Novas estações devem elevar para 8 mi usuários de metrô e trem em SP

Segundo secretário de Transportes do Estado, Jurandir Fernandes, restrição a carros é processo natural

Guilherme Soares Dias, Especial para o Estado

21 Dezembro 2013 | 12h24

O secretário estadual de Transportes Metropolitanos, Jurandir Fernandes, afirma que em 2014 em média 8 milhões de passageiros por dia devem usar o metrô e trens da CPTM, com a inauguração de novas estações. Ele comenta sobre a restrição de carros na capital e as denúncias de carte.

A implantação de corredores de ônibus pela prefeitura de São Paulo trouxe mais passageiros para o metrô?

Não sabemos a origem dos passageiros, se são de ônibus ou de carro, mas de setembro a outubro, nós crescemos. Em novembro tivemos a CPTM (Companhia Paulista de Trens Metropolitanos) batendo recorde, chegando a 3 milhões de passageiros por dia. E o metrô encostou em 4,9 milhões. A soma dos dois era de 7,2 milhões e encostou em 8 milhões de passageiros, com média de 7,7 milhões por dia. Em 2014, a média ficará nos 8 milhões e em 2015, com as novas linhas, deve passar a 9,3 milhões. Em 2011, era de 5,9 milhões passageiros/dia.

O senhor vê necessidade de restrição dos carros na capital?

Um pouco naturalmente isso vai acontecendo. Os preços vão ficando absurdos para estacionar. Muitas pessoas já fazem cálculos que é mais barato deixar o carro em casa. Se estiver em horário de pico e não conseguir pegar metrô ou ônibus, pega um táxi. Fora do horário de pico dá sim para pegar metrô ou ônibus na hora em que precisar. Já há mudança de comportamento nesse estilo. Existe tendência mundial de retomada de transporte não-motorizado, seja caminhadas a pé, seja bicicletas. 

Nesses processos de denúncias relacionadas ao metrô, Siemens e Alstom podem ser declaradas inidôneas. Isso pode prejudicar obras?

Não temo isso. E se forem declaradas inidôneas é por justa razão. É importante destroçar, destruir esses carteis. Sob todos os aspectos são um mal tremendo. Tem que tomar providências, mas não é fácil, por isso o Cade está aí há tantos anos e não conseguiu até hoje provar. No segundo momento, queremos nosso dinheiro de volta, caso seja comprovado o cartel. E nesse momento, estaremos processando essas empresas e declarando-as inidôneas em decorrência, mas existem outros fornecedores surgindo no mundo.

A ViaQuatro pede indenização pela demora na entrada de operação da Linha 4-Amarela. O Estado terá que indenizar a companhia em cerca de R$ 100 milhões?

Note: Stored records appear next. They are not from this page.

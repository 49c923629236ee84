//! Refcounted heap objects
//!
//! Every heap-allocated runtime object is a [`HeapBox`]: a [`RcHeader`]
//! followed by the payload. The header carries the reference count, the heap
//! kind tag and flag bits; reaching a zero count runs the type-specific
//! teardown immediately and frees the storage. There is no deferred sweep on
//! this path; reclamation is deterministic.
//!
//! [`HeapRef`] is a `Copy` raw handle to a `HeapBox`, in the spirit of a GC
//! pointer type: it never owns a count by itself. Ownership lives in
//! [`Value`](crate::value::Value) cells and typed wrappers such as
//! [`StrRef`](crate::string::StrRef), whose `Clone`/`Drop` impls adjust the
//! count.
//!
//! # Single execution context
//!
//! All mutation of a given object graph happens from one execution context at
//! a time (one thread, no preemption between designated suspension points).
//! The `body_mut` accessor relies on this invariant; handing a `HeapRef`
//! across threads is unsound and prevented at the API boundary by `Context`
//! being neither `Send` nor `Sync`.

use std::cell::Cell;
use std::collections::VecDeque;
use std::fmt;
use std::ptr::NonNull;

use crate::object::Instance;
use crate::string::StrPayload;
use crate::table::Table;
use crate::value::Value;

/// Immutable/interned object: retain and release are no-ops, storage is freed
/// only at context teardown.
pub const GC_IMMUTABLE: u32 = 1 << 8;

/// Object currently sits in the cycle-collector candidate buffer.
pub const GC_BUFFERED: u32 = 1 << 9;

const KIND_MASK: u32 = 0xff;

/// Heap payload discriminant, stored in the low byte of the header's
/// `type_info` so teardown and the cycle collector can switch on it without
/// touching the payload.
#[derive(Debug, Clone, Copy, PartialEq, Eq)]
#[repr(u8)]
pub enum HeapKind {
    /// String payload
    Str = 0,
    /// Ordered map/array table
    Table = 1,
    /// Object instance
    Object = 2,
    /// Reference cell (alias-through-assignment indirection)
    Ref = 3,
}

/// Common ownership header embedded at the start of every heap allocation
///
/// Layout mirrors the classic `{ refcount: u32, type_info: u32 }` pair: the
/// count in the first word, kind and flags packed into the second.
#[derive(Debug)]
pub struct RcHeader {
    refcount: Cell<u32>,
    type_info: Cell<u32>,
}

impl RcHeader {
    fn new(kind: HeapKind) -> Self {
        Self {
            refcount: Cell::new(1),
            type_info: Cell::new(kind as u32),
        }
    }

    /// Current reference count
    #[inline]
    pub fn refcount(&self) -> u32 {
        self.refcount.get()
    }

    /// Heap kind tag
    #[inline]
    pub fn kind(&self) -> HeapKind {
        match self.type_info.get() & KIND_MASK {
            0 => HeapKind::Str,
            1 => HeapKind::Table,
            2 => HeapKind::Object,
            _ => HeapKind::Ref,
        }
    }

    /// Whether this object opted out of refcounting (interned/static data)
    #[inline]
    pub fn is_immutable(&self) -> bool {
        self.type_info.get() & GC_IMMUTABLE != 0
    }

    /// Mark this object immutable; subsequent retain/release are no-ops
    #[inline]
    pub fn set_immutable(&self) {
        self.type_info.set(self.type_info.get() | GC_IMMUTABLE);
    }

    /// Whether this object is buffered as a cycle candidate
    #[inline]
    pub fn is_buffered(&self) -> bool {
        self.type_info.get() & GC_BUFFERED != 0
    }

    pub(crate) fn set_buffered(&self) {
        self.type_info.set(self.type_info.get() | GC_BUFFERED);
    }

    pub(crate) fn clear_buffered(&self) {
        self.type_info.set(self.type_info.get() & !GC_BUFFERED);
    }

    /// Increment the count. No-op for immutable objects.
    ///
    /// # Panics
    ///
    /// Panics if the object has already been destroyed (zero count). That is
    /// a defect in the embedding VM layer, never a recoverable condition.
    #[inline]
    pub fn addref(&self) {
        if self.is_immutable() {
            return;
        }
        let rc = self.refcount.get();
        assert!(rc > 0, "retain on a destroyed object");
        self.refcount.set(rc + 1);
    }

    /// Decrement the count, returning the new value. No-op (returns 1) for
    /// immutable objects.
    #[inline]
    pub(crate) fn delref(&self) -> u32 {
        if self.is_immutable() {
            return 1;
        }
        let rc = self.refcount.get();
        assert!(rc > 0, "release on a destroyed object");
        self.refcount.set(rc - 1);
        rc - 1
    }
}

/// One heap allocation: header plus payload
pub struct HeapBox {
    /// Ownership metadata, always the first field
    pub header: RcHeader,
    /// The payload
    pub body: HeapBody,
}

/// Heap payload variants
pub enum HeapBody {
    /// String data plus its cached hash
    Str(StrPayload),
    /// Ordered map/array table
    Table(Table),
    /// Object instance
    Object(Instance),
    /// Reference cell wrapping a single value
    Ref(RefEntry),
}

/// Reference cell payload: a boxed value two variables can alias
pub struct RefEntry {
    /// The shared storage
    pub value: Value,
}

/// Raw handle to a heap allocation
///
/// `Copy` and unowned: cloning a `HeapRef` does not touch the count. Equality
/// and hashing are by address.
#[derive(Clone, Copy, PartialEq, Eq)]
pub struct HeapRef(NonNull<HeapBox>);

impl HeapRef {
    /// Allocate a new heap object with a count of one
    pub fn alloc(body: HeapBody) -> HeapRef {
        let kind = match &body {
            HeapBody::Str(_) => HeapKind::Str,
            HeapBody::Table(_) => HeapKind::Table,
            HeapBody::Object(_) => HeapKind::Object,
            HeapBody::Ref(_) => HeapKind::Ref,
        };
        let boxed = Box::new(HeapBox {
            header: RcHeader::new(kind),
            body,
        });
        HeapRef(NonNull::from(Box::leak(boxed)))
    }

    /// The ownership header
    #[inline]
    pub fn header(&self) -> &RcHeader {
        unsafe { &self.0.as_ref().header }
    }

    /// Shared access to the payload
    ///
    /// The returned lifetime is decoupled from the handle: `HeapRef` is a
    /// `Copy` handle and the referent outlives any borrow of it, so a borrow
    /// obtained through a temporary handle stays valid for as long as some
    /// owner keeps the object alive.
    #[inline]
    pub fn body<'a>(&self) -> &'a HeapBody {
        unsafe { &self.0.as_ref().body }
    }

    /// Mutable access to the payload, with the same decoupled lifetime as
    /// [`body`](Self::body)
    ///
    /// Relies on the single-execution-context invariant documented at module
    /// level: no two live `&mut` borrows of the same object can exist because
    /// only one mutation site runs at a time and borrows never survive a
    /// suspension point.
    #[inline]
    #[allow(clippy::mut_from_ref)]
    pub fn body_mut<'a>(&self) -> &'a mut HeapBody {
        unsafe { &mut (*self.0.as_ptr()).body }
    }

    /// Address of the allocation (for hashing/identity)
    #[inline]
    pub fn addr(&self) -> usize {
        self.0.as_ptr() as usize
    }

    /// Increment the count on behalf of a new owner
    #[inline]
    pub fn retain(&self) {
        self.header().addref();
    }

    /// Release one strong count; on reaching zero, tears the object down and
    /// frees it. Returns whether the object died.
    pub fn release(&self) -> bool {
        if self.header().is_immutable() {
            return false;
        }
        if self.header().delref() == 0 {
            destroy(*self);
            true
        } else {
            false
        }
    }

    /// Release one strong count, deferring any resulting teardown onto
    /// `pending` instead of recursing. Used by container teardown so that
    /// self-referential tables cannot overflow the native stack.
    pub(crate) fn release_deferred(&self, pending: &mut VecDeque<HeapRef>) {
        if self.header().is_immutable() {
            return;
        }
        if self.header().delref() == 0 {
            pending.push_back(*self);
        }
    }

    /// Free the allocation outright, ignoring count and immutability.
    ///
    /// Only the interner's teardown uses this, to reclaim immortal strings at
    /// context shutdown. The caller must guarantee no live referents remain.
    pub(crate) unsafe fn force_free(self) {
        drop(Box::from_raw(self.0.as_ptr()));
    }
}

impl fmt::Debug for HeapRef {
    fn fmt(&self, f: &mut fmt::Formatter<'_>) -> fmt::Result {
        write!(
            f,
            "HeapRef({:?}@{:#x} rc={})",
            self.header().kind(),
            self.addr(),
            self.header().refcount()
        )
    }
}

impl std::hash::Hash for HeapRef {
    fn hash<H: std::hash::Hasher>(&self, state: &mut H) {
        self.addr().hash(state);
    }
}

/// Tear down a dead object and everything that dies with it.
///
/// Children are drained into a work queue rather than released recursively,
/// so arbitrarily deep (or cyclic) ownership chains run in bounded stack
/// space. Each object's destructor runs exactly once: the count is already
/// zero when the object enters the queue, and nothing can resurrect it.
fn destroy(first: HeapRef) {
    let mut pending: VecDeque<HeapRef> = VecDeque::new();
    pending.push_back(first);
    drain_dead(&mut pending);
}

/// Process a queue of zero-count objects: run each one's teardown, pushing
/// any children that die in turn, and free the storage.
///
/// Storage of a buffered object is owned by the cycle-collector candidate
/// buffer: its children are drained here, but the empty husk stays allocated
/// (count zero, kind intact) until the collector reclaims it. Without this
/// the buffer would hold a dangling handle.
pub(crate) fn drain_dead(pending: &mut VecDeque<HeapRef>) {
    while let Some(r) = pending.pop_front() {
        debug_assert_eq!(r.header().refcount(), 0);
        match r.body_mut() {
            HeapBody::Str(_) => {}
            HeapBody::Table(t) => t.release_children_into(pending),
            HeapBody::Object(o) => {
                let free = o.handlers().free;
                free(o, pending);
            }
            HeapBody::Ref(cell) => {
                let value = std::mem::take(&mut cell.value);
                value.release_into(pending);
            }
        }
        if r.header().is_buffered() {
            continue;
        }
        // All children have been drained; the payload drop is now shallow.
        unsafe { r.force_free() };
    }
}

#[cfg(test)]
mod tests {
    use super::*;
    use crate::string::StrRef;

    fn new_str(s: &str) -> HeapRef {
        StrRef::alloc(s).into_raw()
    }

    #[test]
    fn test_alloc_starts_at_one() {
        let r = new_str("hello");
        assert_eq!(r.header().refcount(), 1);
        assert_eq!(r.header().kind(), HeapKind::Str);
        assert!(r.release());
    }

    #[test]
    fn test_body_borrow_outlives_handle_temporary() {
        let r = new_str("payload");
        // The borrow must survive the copied handle it was taken through;
        // only the object's own lifetime bounds it.
        let body = {
            let tmp = r;
            tmp.body()
        };
        let HeapBody::Str(p) = body else {
            panic!("expected a string body")
        };
        assert_eq!(p.as_str(), "payload");
        assert!(r.release());
    }

    #[test]
    fn test_retain_release_balance() {
        let r = new_str("x");
        for _ in 0..100 {
            r.retain();
        }
        for _ in 0..100 {
            assert!(!r.release());
        }
        assert_eq!(r.header().refcount(), 1);
        assert!(r.release());
    }

    #[test]
    fn test_immutable_skips_counting() {
        let r = new_str("static");
        r.header().set_immutable();
        r.retain();
        assert!(!r.release());
        assert!(!r.release());
        assert_eq!(r.header().refcount(), 1);
        unsafe { r.force_free() };
    }

    #[test]
    #[should_panic(expected = "retain on a destroyed object")]
    fn test_retain_after_death_panics() {
        let header = RcHeader::new(HeapKind::Str);
        header.delref();
        header.addref();
    }

    #[test]
    fn test_header_kind_roundtrip() {
        for kind in [HeapKind::Str, HeapKind::Table, HeapKind::Object, HeapKind::Ref] {
            let h = RcHeader::new(kind);
            assert_eq!(h.kind(), kind);
            assert!(!h.is_immutable());
        }
    }

    #[test]
    fn test_buffered_flag() {
        let h = RcHeader::new(HeapKind::Table);
        assert!(!h.is_buffered());
        h.set_buffered();
        assert!(h.is_buffered());
        h.clear_buffered();
        assert!(!h.is_buffered());
    }
}
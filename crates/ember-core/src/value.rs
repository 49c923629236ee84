//! Tagged value cells
//!
//! [`Value`] is the universal 16-byte cell used for every variable, argument,
//! return slot and table entry: an 8-byte payload union, a type tag, a flag
//! byte and a 4-byte auxiliary word.
//!
//! Ownership is enforced by the type system: `Clone` retains a refcounted
//! payload, `Drop` releases it. Copying the bit pattern without adjusting the
//! count (the classic VM bug) is not expressible in safe code.
//!
//! The `aux` word is never interpreted here. The table reuses it as the hash
//! collision chain link; frames may stash cache-slot indices or line numbers
//! in it. Generic code paths must treat it as opaque.

use std::collections::VecDeque;
use std::fmt;

use crate::heap::{HeapBody, HeapRef, RefEntry};
use crate::object::Instance;
use crate::string::StrRef;
use crate::table::Table;

/// Payload owns one strong count on a heap object.
pub(crate) const VAL_REFCOUNTED: u8 = 1 << 0;

/// Payload is a reference cell (alias-through-assignment indirection).
pub(crate) const VAL_REF_CELL: u8 = 1 << 1;

/// Active payload variant selector
///
/// Numbering follows the conventional scalar-first order so that tag
/// comparisons can double as cheap type-class checks.
#[derive(Debug, Clone, Copy, PartialEq, Eq, PartialOrd, Ord)]
#[repr(u8)]
pub enum TypeTag {
    /// Unused slot / tombstone
    Undef = 0,
    /// Null
    Null = 1,
    /// Boolean false
    False = 2,
    /// Boolean true
    True = 3,
    /// 64-bit integer
    Int = 4,
    /// 64-bit float
    Float = 5,
    /// String
    Str = 6,
    /// Ordered map/array table
    Table = 7,
    /// Object instance
    Object = 8,
    /// Reference cell
    Ref = 9,
}

#[derive(Clone, Copy)]
union Payload {
    int: i64,
    float: f64,
    heap: HeapRef,
    raw: u64,
}

/// The universal tagged value cell
pub struct Value {
    payload: Payload,
    tag: TypeTag,
    flags: u8,
    aux: u32,
}

impl Value {
    // ========================================================================
    // Constructors
    // ========================================================================

    /// Unused/absent value (tombstone tag)
    #[inline]
    pub const fn undef() -> Self {
        Value {
            payload: Payload { raw: 0 },
            tag: TypeTag::Undef,
            flags: 0,
            aux: 0,
        }
    }

    /// Null value
    #[inline]
    pub const fn null() -> Self {
        Value {
            payload: Payload { raw: 0 },
            tag: TypeTag::Null,
            flags: 0,
            aux: 0,
        }
    }

    /// Boolean value
    #[inline]
    pub const fn bool(b: bool) -> Self {
        Value {
            payload: Payload { raw: 0 },
            tag: if b { TypeTag::True } else { TypeTag::False },
            flags: 0,
            aux: 0,
        }
    }

    /// Integer value
    #[inline]
    pub const fn int(i: i64) -> Self {
        Value {
            payload: Payload { int: i },
            tag: TypeTag::Int,
            flags: 0,
            aux: 0,
        }
    }

    /// Float value
    #[inline]
    pub const fn float(f: f64) -> Self {
        Value {
            payload: Payload { float: f },
            tag: TypeTag::Float,
            flags: 0,
            aux: 0,
        }
    }

    /// String value, taking over the `StrRef`'s count
    pub fn str(s: StrRef) -> Self {
        let raw = s.into_raw();
        Value::from_heap(raw, TypeTag::Str)
    }

    /// Table value; allocates the heap box, count starts at one
    pub fn table(t: Table) -> Self {
        let raw = HeapRef::alloc(HeapBody::Table(t));
        Value::from_heap(raw, TypeTag::Table)
    }

    /// Object value; allocates the heap box, count starts at one
    pub fn object(inst: Instance) -> Self {
        let raw = HeapRef::alloc(HeapBody::Object(inst));
        Value::from_heap(raw, TypeTag::Object)
    }

    /// Box `inner` in a new reference cell so several variables can alias it
    pub fn new_ref(inner: Value) -> Self {
        let raw = HeapRef::alloc(HeapBody::Ref(RefEntry { value: inner }));
        let mut v = Value::from_heap(raw, TypeTag::Ref);
        v.flags |= VAL_REF_CELL;
        v
    }

    /// Wrap an existing heap allocation. Takes over one strong count.
    pub(crate) fn from_heap(raw: HeapRef, tag: TypeTag) -> Self {
        // Immutable (interned) payloads skip counting entirely, so their
        // cells are not flagged refcounted: clone/drop stay on the fast path.
        let flags = if raw.header().is_immutable() {
            0
        } else {
            VAL_REFCOUNTED
        };
        Value {
            payload: Payload { heap: raw },
            tag,
            flags,
            aux: 0,
        }
    }

    // ========================================================================
    // Type tests
    // ========================================================================

    /// Active type tag
    #[inline]
    pub fn tag(&self) -> TypeTag {
        self.tag
    }

    /// True for the `Undef` tombstone tag
    #[inline]
    pub fn is_undef(&self) -> bool {
        self.tag == TypeTag::Undef
    }

    /// True for `Null`
    #[inline]
    pub fn is_null(&self) -> bool {
        self.tag == TypeTag::Null
    }

    /// True for either boolean tag
    #[inline]
    pub fn is_bool(&self) -> bool {
        matches!(self.tag, TypeTag::True | TypeTag::False)
    }

    /// True if the payload owns a strong count
    #[inline]
    pub fn is_refcounted(&self) -> bool {
        self.flags & VAL_REFCOUNTED != 0
    }

    /// True for reference cells
    #[inline]
    pub fn is_ref(&self) -> bool {
        self.flags & VAL_REF_CELL != 0
    }

    // ========================================================================
    // Accessors
    // ========================================================================

    /// Extract a boolean
    #[inline]
    pub fn as_bool(&self) -> Option<bool> {
        match self.tag {
            TypeTag::True => Some(true),
            TypeTag::False => Some(false),
            _ => None,
        }
    }

    /// Extract an integer
    #[inline]
    pub fn as_int(&self) -> Option<i64> {
        if self.tag == TypeTag::Int {
            Some(unsafe { self.payload.int })
        } else {
            None
        }
    }

    /// Extract a float
    #[inline]
    pub fn as_float(&self) -> Option<f64> {
        if self.tag == TypeTag::Float {
            Some(unsafe { self.payload.float })
        } else {
            None
        }
    }

    /// String slice of a string payload
    pub fn as_str(&self) -> Option<&str> {
        if self.tag != TypeTag::Str {
            return None;
        }
        match self.heap_ref()?.body() {
            HeapBody::Str(s) => Some(s.as_str()),
            _ => None,
        }
    }

    /// Shared table access
    pub fn as_table(&self) -> Option<&Table> {
        if self.tag != TypeTag::Table {
            return None;
        }
        match self.heap_ref()?.body() {
            HeapBody::Table(t) => Some(t),
            _ => None,
        }
    }

    /// Mutable table access (single-execution-context invariant applies)
    pub fn as_table_mut(&mut self) -> Option<&mut Table> {
        if self.tag != TypeTag::Table {
            return None;
        }
        match self.heap_ref()?.body_mut() {
            HeapBody::Table(t) => Some(t),
            _ => None,
        }
    }

    /// Shared instance access
    pub fn as_instance(&self) -> Option<&Instance> {
        if self.tag != TypeTag::Object {
            return None;
        }
        match self.heap_ref()?.body() {
            HeapBody::Object(o) => Some(o),
            _ => None,
        }
    }

    /// Mutable instance access (single-execution-context invariant applies)
    pub fn as_instance_mut(&mut self) -> Option<&mut Instance> {
        if self.tag != TypeTag::Object {
            return None;
        }
        match self.heap_ref()?.body_mut() {
            HeapBody::Object(o) => Some(o),
            _ => None,
        }
    }

    /// The heap allocation behind this cell, if any
    #[inline]
    pub fn heap_ref(&self) -> Option<HeapRef> {
        match self.tag {
            TypeTag::Str | TypeTag::Table | TypeTag::Object | TypeTag::Ref => {
                Some(unsafe { self.payload.heap })
            }
            _ => None,
        }
    }

    // ========================================================================
    // Assignment and reference cells
    // ========================================================================

    /// Assign `src` into this cell with correct ownership transfer: the
    /// source is retained before the old destination value is released, so
    /// assigning a value to the cell that (transitively) owns it is safe.
    ///
    /// The auxiliary word belongs to the containing slot, not the value:
    /// assignment preserves the destination's `aux` (a table bucket's chain
    /// link survives in-place updates).
    #[inline]
    pub fn assign(&mut self, src: &Value) {
        let mut copy = src.clone();
        copy.aux = self.aux;
        *self = copy;
    }

    /// Read through a reference cell: returns a counted copy of the inner
    /// value, or of `self` when it is not a reference. Dereferencing is
    /// explicit; nothing else in this crate chases the indirection.
    pub fn deref(&self) -> Value {
        if self.tag == TypeTag::Ref {
            match self.heap_ref().map(|r| r.body()) {
                Some(HeapBody::Ref(cell)) => cell.value.clone(),
                _ => Value::undef(),
            }
        } else {
            self.clone()
        }
    }

    /// Write through a reference cell: stores into the shared inner slot when
    /// `self` is a reference, otherwise plain assignment.
    pub fn set_through(&mut self, src: &Value) {
        if self.tag == TypeTag::Ref {
            if let Some(HeapBody::Ref(cell)) = self.heap_ref().map(|r| r.body_mut()) {
                cell.value.assign(src);
                return;
            }
        }
        self.assign(src);
    }

    // ========================================================================
    // Auxiliary word
    // ========================================================================

    /// The context-dependent scratch word
    #[inline]
    pub fn aux(&self) -> u32 {
        self.aux
    }

    /// Overwrite the scratch word
    #[inline]
    pub fn set_aux(&mut self, aux: u32) {
        self.aux = aux;
    }

    // ========================================================================
    // Teardown plumbing
    // ========================================================================

    /// Give up this cell's count without recursing: a payload that dies goes
    /// onto `pending` for the teardown loop in `heap` to process.
    pub(crate) fn release_into(self, pending: &mut VecDeque<HeapRef>) {
        if self.is_refcounted() {
            let raw = unsafe { self.payload.heap };
            raw.release_deferred(pending);
        }
        std::mem::forget(self);
    }

    /// Truthiness under the usual dynamic-language rules
    pub fn is_truthy(&self) -> bool {
        match self.tag {
            TypeTag::Undef | TypeTag::Null | TypeTag::False => false,
            TypeTag::True => true,
            TypeTag::Int => unsafe { self.payload.int != 0 },
            TypeTag::Float => unsafe { self.payload.float != 0.0 },
            TypeTag::Str => self.as_str().is_some_and(|s| !s.is_empty() && s != "0"),
            _ => true,
        }
    }

    /// Type name for diagnostics
    pub fn type_name(&self) -> &'static str {
        match self.tag {
            TypeTag::Undef => "undef",
            TypeTag::Null => "null",
            TypeTag::False | TypeTag::True => "bool",
            TypeTag::Int => "int",
            TypeTag::Float => "float",
            TypeTag::Str => "string",
            TypeTag::Table => "table",
            TypeTag::Object => "object",
            TypeTag::Ref => "reference",
        }
    }
}
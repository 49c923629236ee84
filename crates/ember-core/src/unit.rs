//! Immutable executable units
//!
//! The (external) compiler lowers a function body into a [`CodeUnit`]: an
//! opaque instruction stream, a literal pool, the declared-locals count and
//! the protected-range table the unwinder consults. The core never
//! interprets instruction semantics; it only provides the frame/stack
//! substrate units execute on.

use std::fmt;

use crate::value::Value;

/// One entry of a unit's protected-range table: instructions in
/// `[start, end)` are covered by the handler at `handler`.
#[derive(Debug, Clone, Copy, PartialEq, Eq)]
pub struct ProtectedRange {
    /// First covered instruction offset
    pub start: u32,
    /// One past the last covered instruction offset
    pub end: u32,
    /// Handler entry point within the same unit
    pub handler: u32,
}

impl ProtectedRange {
    /// Whether `ip` falls inside this range
    #[inline]
    pub fn covers(&self, ip: u32) -> bool {
        self.start <= ip && ip < self.end
    }
}

/// An immutable compiled function body
pub struct CodeUnit {
    name: String,
    code: Box<[u32]>,
    literals: Box<[Value]>,
    locals: u16,
    protected: Box<[ProtectedRange]>,
    lines: Box<[u32]>,
}

impl CodeUnit {
    /// Assemble a unit. The instruction words are opaque to the core.
    pub fn new(
        name: impl Into<String>,
        code: Vec<u32>,
        literals: Vec<Value>,
        locals: u16,
        protected: Vec<ProtectedRange>,
    ) -> Self {
        Self {
            name: name.into(),
            code: code.into_boxed_slice(),
            literals: literals.into_boxed_slice(),
            locals,
            protected: protected.into_boxed_slice(),
            lines: Box::default(),
        }
    }

    /// Attach a source-line table, one entry per instruction word
    pub fn with_lines(mut self, lines: Vec<u32>) -> Self {
        self.lines = lines.into_boxed_slice();
        self
    }

    /// A unit with only a locals count; enough for frame machinery and tests
    pub fn stub(name: impl Into<String>, locals: u16) -> Self {
        Self::new(name, Vec::new(), Vec::new(), locals, Vec::new())
    }

    /// Unit name (diagnostics)
    pub fn name(&self) -> &str {
        &self.name
    }

    /// The instruction stream
    pub fn code(&self) -> &[u32] {
        &self.code
    }

    /// The literal pool
    pub fn literal(&self, index: usize) -> Option<&Value> {
        self.literals.get(index)
    }

    /// Declared locals count
    pub fn locals(&self) -> u16 {
        self.locals
    }

    /// Protected ranges, in declaration order
    pub fn protected(&self) -> &[ProtectedRange] {
        &self.protected
    }

    /// The innermost protected range covering `ip`, if any. Ranges are
    /// ordered outermost-first by the compiler, so the last match wins.
    pub fn handler_for(&self, ip: u32) -> Option<&ProtectedRange> {
        self.protected.iter().rev().find(|r| r.covers(ip))
    }

    /// Source line of the instruction at `ip`, when line info was attached
    pub fn line_for(&self, ip: u32) -> Option<u32> {
        self.lines.get(ip as usize).copied()
    }
}

impl fmt::Debug for CodeUnit {
    fn fmt(&self, f: &mut fmt::Formatter<'_>) -> fmt::Result {
        f.debug_struct("CodeUnit")
            .field("name", &self.name)
            .field("code_len", &self.code.len())
            .field("locals", &self.locals)
            .field("protected", &self.protected.len())
            .finish()
    }
}

#[cfg(test)]
mod tests {
    use super::*;

    #[test]
    fn test_handler_lookup() {
        let unit = CodeUnit::new(
            "f",
            vec![0; 20],
            Vec::new(),
            0,
            vec![
                ProtectedRange { start: 0, end: 20, handler: 18 },
                ProtectedRange { start: 5, end: 10, handler: 12 },
            ],
        );
        // Innermost (last declared) range wins.
        assert_eq!(unit.handler_for(7).unwrap().handler, 12);
        assert_eq!(unit.handler_for(3).unwrap().handler, 18);
        assert_eq!(unit.handler_for(10).unwrap().handler, 18);
        assert!(unit.handler_for(25).is_none());
    }

    #[test]
    fn test_line_table() {
        let unit = CodeUnit::new("f", vec![0; 3], Vec::new(), 0, Vec::new())
            .with_lines(vec![10, 10, 11]);
        assert_eq!(unit.line_for(2), Some(11));
        assert_eq!(unit.line_for(3), None);
        // Absent line info is not an error.
        assert_eq!(CodeUnit::stub("g", 0).line_for(0), None);
    }

    #[test]
    fn test_literal_pool() {
        let unit = CodeUnit::new("f", Vec::new(), vec![Value::int(7)], 2, Vec::new());
        assert_eq!(unit.literal(0).unwrap().as_int(), Some(7));
        assert!(unit.literal(1).is_none());
        assert_eq!(unit.locals(), 2);
    }
}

[A Linha 4-Amarela] deveria ter começado com seis estações e começou com duas. Ao começar com duas, fez investimento para seis e só tinha receita para duas. Existe pleito, mas a fase dois não depende disso. É algo em torno de R$ 87 milhões, mas como tem correções do período que ocorreu pode chegar a esse valor [R$ 100 milhões]. Na linha atual, estamos trabalhando diferente. Só vamos considerar a fase dois iniciada, quando entregar Vila Sônia. Tudo que acontecer antes é decorrência de antecipação de operação e será acordado entre as partes. Não haverá o problema do faseamento.